==== Exercise inputs

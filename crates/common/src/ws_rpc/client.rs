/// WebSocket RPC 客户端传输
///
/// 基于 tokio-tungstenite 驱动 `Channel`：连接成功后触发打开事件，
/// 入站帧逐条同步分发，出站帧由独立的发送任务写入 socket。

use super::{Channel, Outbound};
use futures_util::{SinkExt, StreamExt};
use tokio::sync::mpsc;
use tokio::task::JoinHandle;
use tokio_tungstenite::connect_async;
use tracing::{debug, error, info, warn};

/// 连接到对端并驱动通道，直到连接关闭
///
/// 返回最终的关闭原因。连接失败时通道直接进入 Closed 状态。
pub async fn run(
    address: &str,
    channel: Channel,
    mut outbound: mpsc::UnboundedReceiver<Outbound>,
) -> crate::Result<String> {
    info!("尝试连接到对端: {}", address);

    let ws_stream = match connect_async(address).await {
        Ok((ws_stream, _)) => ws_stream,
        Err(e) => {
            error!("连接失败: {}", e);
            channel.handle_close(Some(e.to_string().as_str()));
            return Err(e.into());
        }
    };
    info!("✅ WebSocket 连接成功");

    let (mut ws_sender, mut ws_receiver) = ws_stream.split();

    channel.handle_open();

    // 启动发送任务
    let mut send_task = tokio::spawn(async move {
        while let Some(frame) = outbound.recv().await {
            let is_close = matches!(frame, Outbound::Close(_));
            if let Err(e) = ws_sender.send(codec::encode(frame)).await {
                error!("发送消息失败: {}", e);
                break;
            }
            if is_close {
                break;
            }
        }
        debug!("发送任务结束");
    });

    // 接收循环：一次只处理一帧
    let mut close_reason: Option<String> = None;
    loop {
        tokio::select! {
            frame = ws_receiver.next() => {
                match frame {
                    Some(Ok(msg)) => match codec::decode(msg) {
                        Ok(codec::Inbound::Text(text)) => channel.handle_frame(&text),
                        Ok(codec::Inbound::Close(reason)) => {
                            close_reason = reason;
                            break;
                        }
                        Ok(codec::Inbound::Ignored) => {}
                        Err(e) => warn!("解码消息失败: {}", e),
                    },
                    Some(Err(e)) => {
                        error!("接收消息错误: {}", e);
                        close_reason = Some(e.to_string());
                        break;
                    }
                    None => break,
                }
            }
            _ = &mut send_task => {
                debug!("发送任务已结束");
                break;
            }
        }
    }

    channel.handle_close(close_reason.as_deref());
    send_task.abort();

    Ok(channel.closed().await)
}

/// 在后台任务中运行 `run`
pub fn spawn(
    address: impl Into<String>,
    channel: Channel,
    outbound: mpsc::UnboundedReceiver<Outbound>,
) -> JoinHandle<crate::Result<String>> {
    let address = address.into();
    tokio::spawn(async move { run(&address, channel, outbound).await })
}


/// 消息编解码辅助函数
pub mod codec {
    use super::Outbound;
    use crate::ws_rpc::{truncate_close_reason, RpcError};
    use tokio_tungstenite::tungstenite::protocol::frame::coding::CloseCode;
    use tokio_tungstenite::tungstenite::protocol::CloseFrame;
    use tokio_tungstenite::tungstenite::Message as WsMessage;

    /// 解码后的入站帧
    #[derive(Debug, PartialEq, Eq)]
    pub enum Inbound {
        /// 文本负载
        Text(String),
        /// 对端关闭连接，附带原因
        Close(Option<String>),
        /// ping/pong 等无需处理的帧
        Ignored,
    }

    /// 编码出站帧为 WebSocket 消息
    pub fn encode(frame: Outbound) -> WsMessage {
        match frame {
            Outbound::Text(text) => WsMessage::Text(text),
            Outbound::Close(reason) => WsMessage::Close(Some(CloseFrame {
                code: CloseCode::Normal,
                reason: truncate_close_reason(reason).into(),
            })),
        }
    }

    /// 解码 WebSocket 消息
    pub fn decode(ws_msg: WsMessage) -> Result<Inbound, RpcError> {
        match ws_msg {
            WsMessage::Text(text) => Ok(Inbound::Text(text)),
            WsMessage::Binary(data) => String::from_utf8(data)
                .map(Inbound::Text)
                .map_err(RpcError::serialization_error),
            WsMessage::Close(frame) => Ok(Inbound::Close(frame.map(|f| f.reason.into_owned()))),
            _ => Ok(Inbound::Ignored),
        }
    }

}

========
==== Exercise inputs

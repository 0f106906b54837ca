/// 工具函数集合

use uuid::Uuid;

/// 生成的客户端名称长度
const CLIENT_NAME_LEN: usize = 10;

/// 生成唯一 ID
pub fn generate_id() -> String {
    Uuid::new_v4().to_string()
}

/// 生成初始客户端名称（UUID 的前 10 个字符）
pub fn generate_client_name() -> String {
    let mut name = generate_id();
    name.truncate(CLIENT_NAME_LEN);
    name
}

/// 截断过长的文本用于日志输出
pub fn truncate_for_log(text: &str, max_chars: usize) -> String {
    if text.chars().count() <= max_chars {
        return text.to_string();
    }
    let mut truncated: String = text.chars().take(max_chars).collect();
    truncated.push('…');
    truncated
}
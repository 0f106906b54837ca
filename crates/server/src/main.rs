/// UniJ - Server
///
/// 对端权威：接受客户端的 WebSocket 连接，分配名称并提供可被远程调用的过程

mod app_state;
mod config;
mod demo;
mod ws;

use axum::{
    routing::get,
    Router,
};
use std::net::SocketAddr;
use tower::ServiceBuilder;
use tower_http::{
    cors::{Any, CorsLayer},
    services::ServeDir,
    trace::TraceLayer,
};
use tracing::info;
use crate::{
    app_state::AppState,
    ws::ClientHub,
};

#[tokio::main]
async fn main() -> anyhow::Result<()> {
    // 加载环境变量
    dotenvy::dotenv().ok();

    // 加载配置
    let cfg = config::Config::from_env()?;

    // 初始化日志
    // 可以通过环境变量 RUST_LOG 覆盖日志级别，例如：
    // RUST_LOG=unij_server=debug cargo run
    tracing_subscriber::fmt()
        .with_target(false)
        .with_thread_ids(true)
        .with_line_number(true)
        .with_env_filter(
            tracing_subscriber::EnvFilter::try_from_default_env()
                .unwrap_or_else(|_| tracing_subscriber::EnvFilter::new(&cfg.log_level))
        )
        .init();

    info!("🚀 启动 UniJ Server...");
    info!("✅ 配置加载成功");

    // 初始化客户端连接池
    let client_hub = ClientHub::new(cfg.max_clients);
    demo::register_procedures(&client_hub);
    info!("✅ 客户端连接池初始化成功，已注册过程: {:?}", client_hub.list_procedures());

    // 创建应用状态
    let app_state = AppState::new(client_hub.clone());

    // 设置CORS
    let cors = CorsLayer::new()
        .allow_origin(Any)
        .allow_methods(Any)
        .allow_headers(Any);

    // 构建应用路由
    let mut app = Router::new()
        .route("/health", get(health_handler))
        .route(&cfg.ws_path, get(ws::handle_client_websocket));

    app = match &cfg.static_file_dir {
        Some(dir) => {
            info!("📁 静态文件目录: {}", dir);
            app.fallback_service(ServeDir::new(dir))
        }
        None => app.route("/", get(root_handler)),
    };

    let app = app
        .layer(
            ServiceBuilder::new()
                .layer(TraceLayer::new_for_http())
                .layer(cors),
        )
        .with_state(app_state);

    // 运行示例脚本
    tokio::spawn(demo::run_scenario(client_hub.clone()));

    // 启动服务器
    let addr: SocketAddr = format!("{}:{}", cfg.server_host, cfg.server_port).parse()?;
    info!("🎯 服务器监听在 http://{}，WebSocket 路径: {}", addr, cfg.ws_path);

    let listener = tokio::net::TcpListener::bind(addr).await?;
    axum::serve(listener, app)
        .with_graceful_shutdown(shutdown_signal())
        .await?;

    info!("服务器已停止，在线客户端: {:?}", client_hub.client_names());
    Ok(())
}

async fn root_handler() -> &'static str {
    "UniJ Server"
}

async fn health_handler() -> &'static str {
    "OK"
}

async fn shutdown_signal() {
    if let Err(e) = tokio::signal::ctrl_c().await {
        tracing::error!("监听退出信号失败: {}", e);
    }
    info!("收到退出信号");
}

========
==== Exercise inputs

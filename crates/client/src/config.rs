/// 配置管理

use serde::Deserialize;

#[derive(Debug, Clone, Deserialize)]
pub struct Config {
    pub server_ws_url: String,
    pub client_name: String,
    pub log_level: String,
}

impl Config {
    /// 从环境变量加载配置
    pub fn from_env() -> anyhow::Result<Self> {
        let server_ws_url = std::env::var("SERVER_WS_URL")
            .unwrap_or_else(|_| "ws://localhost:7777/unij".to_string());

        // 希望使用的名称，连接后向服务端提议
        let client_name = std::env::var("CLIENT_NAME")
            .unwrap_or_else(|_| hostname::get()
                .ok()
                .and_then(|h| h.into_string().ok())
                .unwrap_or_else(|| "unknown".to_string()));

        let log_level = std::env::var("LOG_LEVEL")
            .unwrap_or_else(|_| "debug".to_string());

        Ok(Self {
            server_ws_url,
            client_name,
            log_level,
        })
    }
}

========

* What you have to do *
Each line that holds the word "Result" should be extracted from the records.

* Answer below *
) -> crate::Result<String> {
) -> JoinHandle<crate::Result<String>> {
    pub fn decode(ws_msg: WsMessage) -> Result<Inbound, RpcError> {
async fn main() -> anyhow::Result<()> {
    pub fn from_env() -> anyhow::Result<Self> {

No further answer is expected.